International Journal of Computer Assisted Radiology and Surgery 6/2015

Automated objective surgical skill assessment in the operating room from unstructured tool motion in septoplasty

Zeitschrift:
International Journal of Computer Assisted Radiology and Surgery > Ausgabe 6/2015
Autoren:
Narges Ahmidi, Piyush Poddar, Jonathan D. Jones, S. Swaroop Vedula, Lisa Ishii, Gregory D. Hager, Masaru Ishii
Wichtige Hinweise

Conflict of interest

The authors declare that they have no conflict of interest.

Ethical standard

All procedures performed in studies involving human participants were in accordance with the ethical standards of the institutional and/or national research committee and with the 1964 Declaration of Helsinki and its later amendments or comparable ethical standards.

Informed consent

For this study (approved by Institutional Review Board at Johns Hopkins), no written consent was necessary.

Abstract

Purpose

Previous work on surgical skill assessment using intraoperative tool motion has focused on highly structured surgical tasks such as cholecystectomy and used generic motion metrics such as time and number of movements.

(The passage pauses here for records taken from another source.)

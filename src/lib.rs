//! Figure/caption dataset building and validation of model-regenerated plots.

pub mod archive;
pub mod config;
pub mod error;
pub mod execution;
pub mod external;
pub mod extract;
pub mod handlers;
pub mod llm;
pub mod printer;
pub mod process;
pub mod record;
pub mod store;
pub mod transform;
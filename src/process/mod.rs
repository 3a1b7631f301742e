//! Interpreter processes for generated snippets.

use std::time::Duration;

use futures::future::BoxFuture;

use crate::record::{ExecutionFailure, FailureKind};

pub mod python;

/// How a single snippet run ended.
#[derive(Debug, Clone, PartialEq, Eq)]
pub enum Outcome {
    Runnable,
    Raised(String),
    TimedOut(Duration),
    Spawn(String),
}

impl Outcome {
    pub fn is_runnable(&self) -> bool {
        matches!(self, Outcome::Runnable)
    }

    pub fn into_failure(self) -> Option<ExecutionFailure> {
        let (kind, message) = match self {
            Outcome::Runnable => return None,
            Outcome::Raised(msg) => (FailureKind::Raised, msg),
            Outcome::TimedOut(d) => (FailureKind::TimedOut, format!("timed out after {}s", d.as_secs())),
            Outcome::Spawn(msg) => (FailureKind::Spawn, msg),
        };
        Some(ExecutionFailure { kind, message })
    }
}

/// Runs one snippet to completion. Implementations must not share state
/// between calls.
pub trait CodeRunner: Send + Sync {
    fn run<'a>(&'a self, code: &'a str) -> BoxFuture<'a, Outcome>;
}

Other statistical methods such as hidden Markov models (HMM) and descriptive curve coding (DCC) have been successfully used to assess skill in structured activities on bench-top tasks. Methods to assess skill and provide effective feedback to trainees for unstructured surgical tasks in the operating room, such as tissue dissection in septoplasty, have yet to be developed.

Methods

We proposed a method that provides a descriptive structure for septoplasty by automatically segmenting it into higher-level meaningful activities called strokes. These activities characterize the surgeon’s tool motion pattern. We constructed a spatial graph from the sequence of strokes in each procedure and used its properties to train a classifier to distinguish between expert and novice surgeons. We compared the results from our method with those from HMM, DCC, and generic metric-based approaches.

Results

We showed that our method—with an average accuracy of 91 %—performs better or equal than these state-of-the-art methods, while simultaneously providing surgeons with an intuitive understanding of the procedure.

Conclusions

In this study, we developed and evaluated an automated approach to objectively assess surgical skill during unstructured task of tissue dissection in nasal septoplasty.